My favorite scene is when Jess is pushed unwillingly into helping Hortense move furniture and it appears to have turned out as a pleasant day for him after all.

I also like the scene where Slim and Jess say goodbye at the beginning and Slim lets him know that the door will be open for him to come back. Very nicely done by both actors.

Now, what I didn't like. I didn't like Clovis. The actress, the character, the dress, you name it. The actress was perfectly horrible, with or without the atrocious Southern accent. As a Southern woman, I am horrified to think that people in Hollywood actually think we talk that way. The actress even got a sort of special billing: "and Monica Lewis as Clovis". Oh puhleeze. Dreadful.

The direction was good by Joe Kane. He would have several things happen in one scene, where one person would be doing something and we'd move smoothly to something else going on in the same scene. It also made this one a hard one to write up. Very heavy on dialogue, light on action.

Notes of Interest:    Like I said, Grandma Walton (Ellen Corby) played Hortense. Harry Carey,Jr played Markel, Roy Barcroft played Fred and Vaughn Taylor played Pettis. Of all things, Jason Evers, playing the bounty hunter, got top billing on the guest cast. There seemed to be no rhyme or reason to the credits, it wasn't based on size of role, importance, alphabet, nothin'. Barcroft was also in The Renegade Brand and Badge of the Outsider.


   

The Owie Factor:   Jess tries to stop a speeding bullet with his ribs.
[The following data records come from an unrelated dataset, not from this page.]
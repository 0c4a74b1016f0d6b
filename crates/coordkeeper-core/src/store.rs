//! `CoordinationBackend`: the trait boundary between coordkeeper's own
//! protocol logic (path layout, retry, ephemeral semantics, CAS-on-create)
//! and the actual coordination service that stores the data. A production
//! backend wiring this trait to a real coordination service is an external
//! collaborator (spec.md §6); this crate ships only the in-memory backend
//! used by its own tests and by `coordkeeper-scheduler`'s tests.

use crate::error::{CoreError, Result};
use async_trait::async_trait;
use parking_lot::Mutex;
use std::collections::{HashMap, HashSet};
use std::sync::Arc;
use tokio::sync::Mutex as AsyncMutex;

/// A node's stored value and a monotonically increasing modification
/// counter (the store's "stat" — callers here only ever need existence and
/// value, never the counter itself, but it's threaded through for parity
/// with the get/set API named in spec.md §4.1).
#[derive(Debug, Clone)]
pub struct NodeStat {
    /// Number of times this path has been set since creation.
    pub version: u64,
}

/// Abstraction over the coordination store's primitive operations, as
/// specified in spec.md §4.1.
#[async_trait]
pub trait CoordinationBackend: Send + Sync {
    /// Read a node's value. Errors with `NodeAbsent` if it does not exist.
    async fn get(&self, path: &str) -> Result<(Vec<u8>, NodeStat)>;

    /// Overwrite a node's value. Errors with `NodeAbsent` if it does not
    /// exist.
    async fn set(&self, path: &str, data: Vec<u8>) -> Result<()>;

    /// Atomically create a node. Errors with `NodeExists` if it is already
    /// present. `makepath` creates missing parent path components; `ephemeral`
    /// ties the node's lifetime to this backend connection/session.
    async fn create(&self, path: &str, data: Vec<u8>, ephemeral: bool, makepath: bool) -> Result<()>;

    /// Delete a node. `recursive` also deletes all descendants. Deleting a
    /// node that does not exist is a no-op, matching the original's
    /// `delete(..., recursive=True)` semantics used only for cleanup paths
    /// the caller already knows exist.
    async fn delete(&self, path: &str, recursive: bool) -> Result<()>;

    /// List immediate child names of `path`. Returns the empty list, not an
    /// error, if `path` does not exist (spec.md §4.1).
    async fn get_children(&self, path: &str) -> Result<Vec<String>>;

    /// Acquire the advisory lock at `path`, blocking until it is available.
    /// The returned guard releases the lock on drop.
    async fn acquire_lock(&self, path: &str) -> Result<Box<dyn LockGuard>>;

    /// Tear down this backend's session (simulates the supervisor losing
    /// its coordination-store connection), causing every ephemeral node it
    /// owns to disappear. Used by tests exercising `BrokerLifecycle::stop`'s
    /// wait for id-absence and similar session-expiry behavior.
    async fn expire_session(&self);
}

/// RAII guard for an acquired advisory lock.
pub trait LockGuard: Send {}

struct InMemoryLockGuard {
    path: String,
    held: Arc<Mutex<HashSet<String>>>,
}

impl LockGuard for InMemoryLockGuard {}

impl Drop for InMemoryLockGuard {
    fn drop(&mut self) {
        self.held.lock().remove(&self.path);
    }
}

struct Node {
    data: Vec<u8>,
    ephemeral: bool,
    version: u64,
}

/// In-memory `CoordinationBackend`, suitable for unit and integration tests.
/// Not a production backend — it has no persistence and no cross-process
/// sharing.
pub struct InMemoryBackend {
    nodes: Arc<Mutex<HashMap<String, Node>>>,
    locks_held: Arc<Mutex<HashSet<String>>>,
    lock_gate: Arc<AsyncMutex<()>>,
}

impl InMemoryBackend {
    /// Create a fresh, empty backend.
    pub fn new() -> Self {
        InMemoryBackend {
            nodes: Arc::new(Mutex::new(HashMap::new())),
            locks_held: Arc::new(Mutex::new(HashSet::new())),
            lock_gate: Arc::new(AsyncMutex::new(())),
        }
    }

    fn normalize(path: &str) -> String {
        path.trim_end_matches('/').to_string()
    }

    fn parents_of(path: &str) -> Vec<String> {
        let mut parents = Vec::new();
        let mut acc = String::new();
        for segment in path.trim_start_matches('/').split('/') {
            if segment.is_empty() {
                continue;
            }
            acc.push('/');
            acc.push_str(segment);
            parents.push(acc.clone());
        }
        if !parents.is_empty() {
            parents.pop();
        }
        parents
    }
}

impl Default for InMemoryBackend {
    fn default() -> Self {
        Self::new()
    }
}

#[async_trait]
impl CoordinationBackend for InMemoryBackend {
    async fn get(&self, path: &str) -> Result<(Vec<u8>, NodeStat)> {
        let path = Self::normalize(path);
        let nodes = self.nodes.lock();
        nodes
            .get(&path)
            .map(|n| (n.data.clone(), NodeStat { version: n.version }))
            .ok_or_else(|| CoreError::NodeAbsent(path.clone()))
    }

    async fn set(&self, path: &str, data: Vec<u8>) -> Result<()> {
        let path = Self::normalize(path);
        let mut nodes = self.nodes.lock();
        match nodes.get_mut(&path) {
            Some(n) => {
                n.data = data;
                n.version += 1;
                Ok(())
            }
            None => Err(CoreError::NodeAbsent(path)),
        }
    }

    async fn create(&self, path: &str, data: Vec<u8>, ephemeral: bool, makepath: bool) -> Result<()> {
        let path = Self::normalize(path);
        if makepath {
            let parents = Self::parents_of(&path);
            let mut nodes = self.nodes.lock();
            for parent in parents {
                nodes.entry(parent).or_insert_with(|| Node {
                    data: Vec::new(),
                    ephemeral: false,
                    version: 0,
                });
            }
        }
        let mut nodes = self.nodes.lock();
        if nodes.contains_key(&path) {
            return Err(CoreError::NodeExists(path));
        }
        nodes.insert(
            path,
            Node {
                data,
                ephemeral,
                version: 0,
            },
        );
        Ok(())
    }

    async fn delete(&self, path: &str, recursive: bool) -> Result<()> {
        let path = Self::normalize(path);
        let mut nodes = self.nodes.lock();
        nodes.remove(&path);
        if recursive {
            let prefix = format!("{}/", path);
            nodes.retain(|k, _| !k.starts_with(&prefix));
        }
        Ok(())
    }

    async fn get_children(&self, path: &str) -> Result<Vec<String>> {
        let path = Self::normalize(path);
        let prefix = format!("{}/", path);
        let nodes = self.nodes.lock();
        let mut children: Vec<String> = nodes
            .keys()
            .filter_map(|k| {
                k.strip_prefix(&prefix).and_then(|rest| {
                    if rest.is_empty() || rest.contains('/') {
                        None
                    } else {
                        Some(rest.to_string())
                    }
                })
            })
            .collect();
        children.sort();
        Ok(children)
    }

    async fn acquire_lock(&self, path: &str) -> Result<Box<dyn LockGuard>> {
        let path = Self::normalize(path);
        loop {
            let _gate = self.lock_gate.lock().await;
            let mut held = self.locks_held.lock();
            if !held.contains(&path) {
                held.insert(path.clone());
                drop(held);
                return Ok(Box::new(InMemoryLockGuard {
                    path,
                    held: Arc::clone(&self.locks_held),
                }));
            }
            drop(held);
            drop(_gate);
            tokio::task::yield_now().await;
        }
    }

    async fn expire_session(&self) {
        let mut nodes = self.nodes.lock();
        nodes.retain(|_, n| !n.ephemeral);
    }
}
Annie's rating: A predictable, straightforward detective story with Jess going undercover. Not bad, but not great either. He was an early Rockford complete with entering a locked hotel room, pulling a bluff when he gets caught, and thinking he had it all sewed up, but then found out there was a twist. All it lacked was the beat-up scene and the car-chase scene, although there was a bit of a horse chase near the end. I liked Hortense and Fred until I found out Fred was a skunk. I think Hortense knew it all along.




"Don't forget where you started from."


One of several set-too's between Hortense and Fred.


Pettis and Fred at the burner


Jess and Hortense return from moving furniture


"I admire a man with enterprise"


Ouch!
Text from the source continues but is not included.